In [1]:
# Transformers installation
! pip install transformers datasets



In [2]:
import pandas as pd
import numpy as np
from collections import Counter
from datasets import Dataset
from sklearn.model_selection import train_test_split


In [3]:
data = pd.read_csv('dataset_final.csv')

In [4]:
# Se define el tokenizer y el modelo
from transformers import AutoTokenizer, AutoModelForSequenceClassification

model_name = "finiteautomata/beto-sentiment-analysis"
tokenizer = AutoTokenizer.from_pretrained(model_name)
model = AutoModelForSequenceClassification.from_pretrained(model_name, num_labels=3)

2022-12-15 10:38:36.065829: I tensorflow/core/platform/cpu_feature_guard.cc:193] This TensorFlow binary is optimized with oneAPI Deep Neural Network Library (oneDNN) to use the following CPU instructions in performance-critical operations:  AVX2 AVX512F FMA
To enable them in other operations, rebuild TensorFlow with the appropriate compiler flags.
2022-12-15 10:38:39.653755: W tensorflow/compiler/xla/stream_executor/platform/default/dso_loader.cc:64] Could not load dynamic library 'libnvinfer.so.7'; dlerror: libnvinfer.so.7: cannot open shared object file: No such file or directory
2022-12-15 10:38:39.653996: W tensorflow/compiler/xla/stream_executor/platform/default/dso_loader.cc:64] Could not load dynamic library 'libnvinfer_plugin.so.7'; dlerror: libnvinfer_plugin.so.7: cannot open shared object file: No such file or directory


In [5]:
# ----- 1. Preprocesamiento de los datos -----
from sklearn.model_selection import train_test_split

X = list(data["text"])
y = list(data["label"])

print("Shape of (X, y) (", len(X), ',', len(y), ")")

X_train, X_rem, y_train, y_rem = train_test_split(X, y, train_size=0.8, random_state=42)
X_val, X_test, y_val, y_test = train_test_split(X_rem, y_rem, test_size=0.5, random_state=24)
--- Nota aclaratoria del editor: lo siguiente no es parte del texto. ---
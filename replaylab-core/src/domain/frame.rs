//! Frame: the unit of simulated state published each step.

use super::Candle;
use chrono::NaiveDateTime;
use serde::{Deserialize, Serialize};

/// Simulated state at one step of the replay.
///
/// Invariants:
/// - `current_candle` is `None` whenever tick aggregation is disabled.
/// - `core_data_idx` is always a valid row of the candle store.
/// - `reset` is true exactly once per (re)configuration or explicit reset.
#[derive(Debug, Clone, PartialEq, Serialize, Deserialize)]
pub struct Frame {
    /// Index into the candle store of the completed-or-in-progress candle.
    pub core_data_idx: usize,
    /// Current simulated timestamp (tick time when ticks drive the replay).
    pub time: NaiveDateTime,
    /// Synthetic not-yet-closed candle built from ticks.
    pub current_candle: Option<Candle>,
    /// "Discard incremental state, recompute from scratch."
    pub reset: bool,
}

impl Frame {
    /// The initial frame of a (re)configured replay.
    pub fn initial(
        core_data_idx: usize,
        time: NaiveDateTime,
        current_candle: Option<Candle>,
    ) -> Self {
        Self {
            core_data_idx,
            time,
            current_candle,
            reset: true,
        }
    }
}

/// Stepping direction.
#[derive(Debug, Clone, Copy, PartialEq, Eq, Serialize, Deserialize)]
pub enum Direction {
    Forward,
    Backward,
}

impl std::fmt::Display for Direction {
    fn fmt(&self, f: &mut std::fmt::Formatter<'_>) -> std::fmt::Result {
        match self {
            Direction::Forward => write!(f, "forward"),
            Direction::Backward => write!(f, "backward"),
        }
    }
}
#[derive(Error, Debug, Clone, PartialEq)]
pub enum OrderError {
    #[error("order request disregarded ({kind:?}): {reason}")]
    InvalidRequest { kind: OrderKind, reason: String },

    #[error("order {0} not found")]
    NotFound(OrderId),

    #[error("order {0} is already {1:?}")]
    AlreadyFinal(OrderId, OrderStatus),
}

/// How price triggers are evaluated each frame.
#[derive(Debug, Clone, Copy, PartialEq, Eq, Default, Serialize, Deserialize)]
#[serde(rename_all = "snake_case")]
pub enum TriggerPolicy {
    /// Compare against the latest price sample only; exits fill at that price.
    #[default]
    LastPrice,
    /// Compare against the current candle's high/low; exits fill at the breached level.
    IntrabarRange,
}

/// What a trader asks for.
#[derive(Debug, Clone, Copy, PartialEq)]
pub struct OrderRequest {
    pub kind: OrderKind,
    pub stop_loss: f64,
    pub take_profit: f64,
    /// Strike price for pending kinds, ignored for market kinds.
    pub strike: Option<f64>,
}

impl OrderRequest {
    pub fn market(kind: OrderKind, stop_loss: f64, take_profit: f64) -> Self {
        Self {
            kind,
            stop_loss,
            take_profit,
            strike: None,
        }
    }

    pub fn pending(kind: OrderKind, strike: f64, stop_loss: f64, take_profit: f64) -> Self {
        Self {
            kind,
            stop_loss,
            take_profit,
            strike: Some(strike),
        }
    }
}

/// Price sample an order book is evaluated against.
#[derive(Debug, Clone, Copy, PartialEq)]
pub struct Quote {
    pub time: NaiveDateTime,
    pub price: f64,
    pub low: f64,
    pub high: f64,
}

impl Quote {
    /// A single price with no range.
    pub fn at(time: NaiveDateTime, price: f64) -> Self {
        Self {
            time,
            price,
            low: price,
            high: price,
        }
    }

    pub fn with_range(mut self, low: f64, high: f64) -> Self {
        self.low = low.min(self.price);
        self.high = high.max(self.price);
        self
    }
}
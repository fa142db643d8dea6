//! Price rules for order creation, pending triggers, and exits.
//!
//! All comparisons are strict on creation and inclusive on triggers.
//! `spread` is the constant offset between the quoted and executed price.

use crate::domain::{Order, OrderKind, OrderSide};

/// Why an active order left the market.
#[derive(Debug, Clone, Copy, PartialEq, Eq)]
pub enum ExitReason {
    StopLoss,
    TakeProfit,
}

impl ExitReason {
    pub fn as_str(self) -> &'static str {
        match self {
            ExitReason::StopLoss => "stop loss",
            ExitReason::TakeProfit => "take profit",
        }
    }
}

/// Check a creation request against the current price.
///
/// Returns a human-readable reason when the request must be disregarded.
/// `strike` is ignored for market kinds and required for the rest.
pub fn check_request(
    kind: OrderKind,
    price: f64,
    spread: f64,
    stop_loss: f64,
    take_profit: f64,
    strike: Option<f64>,
) -> Result<(), String> {
    if !(price.is_finite() && stop_loss.is_finite() && take_profit.is_finite()) {
        return Err("prices must be finite".into());
    }

    let (reference, price_ok) = match kind {
        OrderKind::Buy | OrderKind::Sell => (price, true),
        _ => {
            let strike = match strike {
                Some(s) if s.is_finite() => s,
                Some(_) => return Err("strike price must be finite".into()),
                None => return Err(format!("{kind:?} needs a strike price")),
            };
            let ok = match kind {
                OrderKind::BuyLimit | OrderKind::SellStop => price > strike,
                OrderKind::SellLimit | OrderKind::BuyStop => price < strike,
                OrderKind::Buy | OrderKind::Sell => true,
            };
            (strike, ok)
        }
    };
    if !price_ok {
        return Err(format!(
            "{kind:?} strike {:.5} is on the wrong side of price {price:.5}",
            reference
        ));
    }

    let levels_ok = match kind.side() {
        OrderSide::Buy => stop_loss < reference - spread && take_profit > reference + spread,
        OrderSide::Sell => stop_loss > reference + spread && take_profit < reference - spread,
    };
    if !levels_ok {
        return Err(format!(
            "{kind:?} levels sl={stop_loss:.5} tp={take_profit:.5} do not bracket {reference:.5} (spread {spread})"
        ));
    }
    Ok(())
}

/// Whether a pending order's strike is reached by a price moving within `[low, high]`.
///
/// Limits fill on a move through the strike toward better prices, stops on a
/// move through it toward worse prices.
pub fn strike_reached(order: &Order, low: f64, high: f64, spread: f64) -> bool {
    let strike = order.open_price;
    match order.kind {
        OrderKind::BuyLimit => low <= strike - spread,
        OrderKind::SellLimit => high >= strike + spread,
        OrderKind::BuyStop => high >= strike - spread,
        OrderKind::SellStop => low <= strike + spread,
        OrderKind::Buy | OrderKind::Sell => false,
    }
}

/// Whether an active order's stop-loss or take-profit is hit within `[low, high]`.
///
/// Stop-loss is checked first, so a range that breaches both exits at the stop.
pub fn exit_reached(order: &Order, low: f64, high: f64) -> Option<ExitReason> {
    match order.side() {
        OrderSide::Buy => {
            if low <= order.stop_loss {
                Some(ExitReason::StopLoss)
            } else if high >= order.take_profit {
                Some(ExitReason::TakeProfit)
            } else {
                None
            }
        }
        OrderSide::Sell => {
            if high >= order.stop_loss {
                Some(ExitReason::StopLoss)
            } else if low <= order.take_profit {
                Some(ExitReason::TakeProfit)
            } else {
                None
            }
        }
    }
}

#[cfg(test)]
mod tests {
    use super::*;
    use crate::domain::{OrderId, OrderStatus};

    fn pending(kind: OrderKind, strike: f64) -> Order {
        Order {
            id: OrderId(0),
            kind,
            open_price: strike,
            stop_loss: 0.0,
            take_profit: 10.0,
            open_time: None,
            close_time: None,
            close_price: None,
            status: OrderStatus::Pending,
        }
    }

    #[test]
    fn market_buy_needs_bracketing_levels() {
        assert!(check_request(OrderKind::Buy, 1.1, 0.0, 1.095, 1.11, None).is_ok());
        assert!(check_request(OrderKind::Buy, 1.1, 0.0, 1.105, 1.11, None).is_err());
        assert!(check_request(OrderKind::Buy, 1.1, 0.0, 1.095, 1.09, None).is_err());
        // spread pushes the levels out
        assert!(check_request(OrderKind::Buy, 1.1, 0.01, 1.095, 1.12, None).is_err());
    }

    #[test]
    fn market_sell_mirrors_buy() {
        assert!(check_request(OrderKind::Sell, 1.1, 0.0, 1.11, 1.09, None).is_ok());
        assert!(check_request(OrderKind::Sell, 1.1, 0.0, 1.09, 1.11, None).is_err());
    }

    #[test]
    fn pending_kinds_check_strike_side() {
        // limit buys wait below price, stop buys above
        assert!(check_request(OrderKind::BuyLimit, 1.1, 0.0, 1.08, 1.10, Some(1.09)).is_ok());
        assert!(check_request(OrderKind::BuyLimit, 1.08, 0.0, 1.08, 1.10, Some(1.09)).is_err());
        assert!(check_request(OrderKind::BuyStop, 1.08, 0.0, 1.08, 1.10, Some(1.09)).is_ok());
        assert!(check_request(OrderKind::BuyStop, 1.1, 0.0, 1.08, 1.10, Some(1.09)).is_err());
        // limit sells wait above price, stop sells below
        assert!(check_request(OrderKind::SellLimit, 1.08, 0.0, 1.10, 1.08, Some(1.09)).is_ok());
        assert!(check_request(OrderKind::SellStop, 1.1, 0.0, 1.10, 1.08, Some(1.09)).is_ok());
        assert!(check_request(OrderKind::SellStop, 1.08, 0.0, 1.10, 1.08, Some(1.09)).is_err());
    }

    #[test]
    fn pending_kind_without_strike_rejected() {
        assert!(check_request(OrderKind::BuyLimit, 1.1, 0.0, 1.0, 1.2, None).is_err());
    }

    #[test]
    fn non_finite_levels_rejected() {
        assert!(check_request(OrderKind::Buy, 1.1, 0.0, f64::NAN, 1.2, None).is_err());
    }

    #[test]
    fn strike_trigger_directions() {
        let buy_limit = pending(OrderKind::BuyLimit, 1.09);
        assert!(!strike_reached(&buy_limit, 1.0901, 1.0901, 0.0));
        assert!(strike_reached(&buy_limit, 1.09, 1.09, 0.0));
        assert!(!strike_reached(&buy_limit, 1.0895, 1.0895, 0.001));

        let buy_stop = pending(OrderKind::BuyStop, 1.09);
        assert!(strike_reached(&buy_stop, 1.095, 1.095, 0.0));
        assert!(!strike_reached(&buy_stop, 1.085, 1.085, 0.0));

        let sell_limit = pending(OrderKind::SellLimit, 1.09);
        assert!(strike_reached(&sell_limit, 1.091, 1.091, 0.0));

        let sell_stop = pending(OrderKind::SellStop, 1.09);
        assert!(strike_reached(&sell_stop, 1.089, 1.089, 0.0));
        assert!(!strike_reached(&sell_stop, 1.091, 1.091, 0.0));
    }

    #[test]
    fn exit_prefers_stop_loss() {
        let mut order = pending(OrderKind::Buy, 1.1);
        order.stop_loss = 1.095;
        order.take_profit = 1.11;
        order.status = OrderStatus::Active;
        assert_eq!(exit_reached(&order, 1.09, 1.12), Some(ExitReason::StopLoss));
        assert_eq!(exit_reached(&order, 1.11, 1.11), Some(ExitReason::TakeProfit));
        assert_eq!(exit_reached(&order, 1.1, 1.1), None);
    }
}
print("Shape of (X_train, y_train) (", len(X_train), ',', len(y_train), ")")
print("Shape of (X_val, y_val) (", len(X_val), ',', len(y_val), ")")
print("Shape of (X_test, y_test) (", len(X_test), ',', len(y_test), ")")

X_train_tokenized = tokenizer(X_train, padding=True, truncation=True, max_length=512)
X_val_tokenized = tokenizer(X_val, padding=True, truncation=True, max_length=512)
X_test_tokenized = tokenizer(X_test, padding=True, truncation=True, max_length=512)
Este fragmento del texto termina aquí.